Oregon forecasters say the state is in line for a huge boost in its government revenue. But much of that is a statistical artifact from the pandemic years, columnist Tim Nesbitt says. (Tim Carpenter/Kansas Reflector)
Oregon may be near the bottom of all 50 states in some troubling categories, such as K-12 test scores and children’s mental health care. But it looks like we’ll be Number One when it comes to how much more revenue state government will have to spend in its next budget period.
Oregon’s state economist delivered another blockbuster revenue forecast in late February, projecting an increase in General Fund revenues of 29% in the next two-year budget period. This will give lawmakers a total of $8 billion in new money to spend above the nearly $28 billion that supports existing programs.
How real is this?
By comparison, Washington state is forecasting an increase of just over 7% in its next two-year budget, and California is trumpeting a one-year increase of just over 9%. New York projects a 7% year-over-year increase. I can’t find any state with anything close to Oregon’s growth in general revenues.
And, here’s another reality check: Oregonians’ incomes have risen by 6% annually, 12% over the past two years, and are expected to barely maintain that pace going forward. So how can the state’s General Fund, largely dependent on personal income taxes, be generating revenues at more than twice that rate?
The answer is that the new revenues projected for the next biennium reflect growth in personal incomes over the prior four years. The bulk of these new revenues comes from stepped up household income growth that began in 2021, most of which was refunded to taxpayers in 2024 and is now making its way into state coffers for the first time as spendable revenue in 2025-27.
Yes, I’m talking about the kicker, the refund Oregon taxpayers get if revenue comes in much higher than expected. Most of us who filed taxes last year got a portion of the unexpected $5 billion that was collected from recovering household incomes in 2021-23 and generated the largest kicker in Oregon history. The kicker was real money for us, even though it came as a credit on taxes owed rather than cash in our pockets.
But, for the state, it was money in and money out of the budget that never registered as part of the state’s revenue baseline.
Because of that kicker-induced, artificially-low revenue level in the current budget, it might look like the state is enjoying a revenue surge that can sustain higher levels of spending going forward. But the reality is that most of the new revenue forecasted for the next budget period is catch-up money from earlier gains in household incomes. Some $5 billion of the $8 billion is due to revenues from personal incomes that rose to record levels in the past four years but was siphoned off in last year’s kicker.

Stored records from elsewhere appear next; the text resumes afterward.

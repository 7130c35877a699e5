#![no_main]

use std::sync::LazyLock;

use arbitrary::Arbitrary;
use libfuzzer_sys::fuzz_target;
use tailgrok_log_pipeline::grok::{FieldExtractor, PatternLibrary};

static LIBRARY: LazyLock<PatternLibrary> = LazyLock::new(PatternLibrary::builtin);

const MAPPINGS: &[&str] = &[
    "%{COMBINEDAPACHELOG}",
    "%{SYSLOGBASE} %{GREEDYDATA:message}",
    "%{TIMESTAMP_ISO8601:timestamp} %{LOGLEVEL:level} %{GREEDYDATA:message}",
    "%{IP:client} %{WORD:method} %{URIPATHPARAM:request} %{NUMBER:bytes} %{NUMBER:duration}",
];

#[derive(Arbitrary, Debug)]
struct FuzzInput {
    mapping: u8,
    line: String,
}

fuzz_target!(|input: FuzzInput| {
    let mapping = MAPPINGS[usize::from(input.mapping) % MAPPINGS.len()];
    let Ok(extractor) = FieldExtractor::from_definition(mapping, &LIBRARY) else {
        return;
    };

    let fields = extractor.extract(&input.line);
    if !extractor.pattern().is_match(&input.line) {
        assert!(fields.is_empty());
    }
});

That 29% growth in revenue? It was years in the making – and will be two short years in its ending. After this one-time acceleration in tax receipts, even if all goes well in the larger economy, Oregon’s General Fund will still face a yellow flag down the track.
Revenues will be slowing to the more modest ongoing pace seen in our neighboring states and our own personal income growth of 5-6% a year through the end of this decade.
This is the challenge for the Legislature’s budget writers. Topline numbers of the kind released last month can give advocates for public service spending a false sense of abundance. They have compelling cases for be made for boosting funds for schools, early childhood programs and mental health care in particular.
But if lawmakers raise ongoing spending above 5-6% a year, or above $3 billion in the next budget period, they’ll be creating an unsustainable spending trajectory.
We learned a hard lesson in the late 1990s and 2000s, when a strongly growing economy generated both kicker refunds for taxpayers and rising revenues for the state’s budget, which later collapsed in the wake of two recessions and forced deep cuts in services thereafter.
Since then, lawmakers did a good job of building up reserves to weather economic downturns in the future. But what we’re facing now is a perfect storm of politically-created fiscal and economic crises, which states and their local governments have not had to deal with in our lifetimes.
The storm clouds darkened over the past few weeks, with the federal budget framework adopted by Republicans in the U.S. House of Representatives and the continuing chain-sawing of the federal workforce led by Elon Musk.
This is not to concede what is still to be contested. But the threats of federal cuts in funding for Medicaid, education and other vital state programs are real, and are likely to force states to struggle to sustain what they have in place before committing to new, ongoing funding levels that would have been hard to keep going, even in steadier times.
Thankfully for Oregon, there is a lot that can be done with an extra $5 billion to weather the political stormfront on the horizon. Just not yet, and not all at once.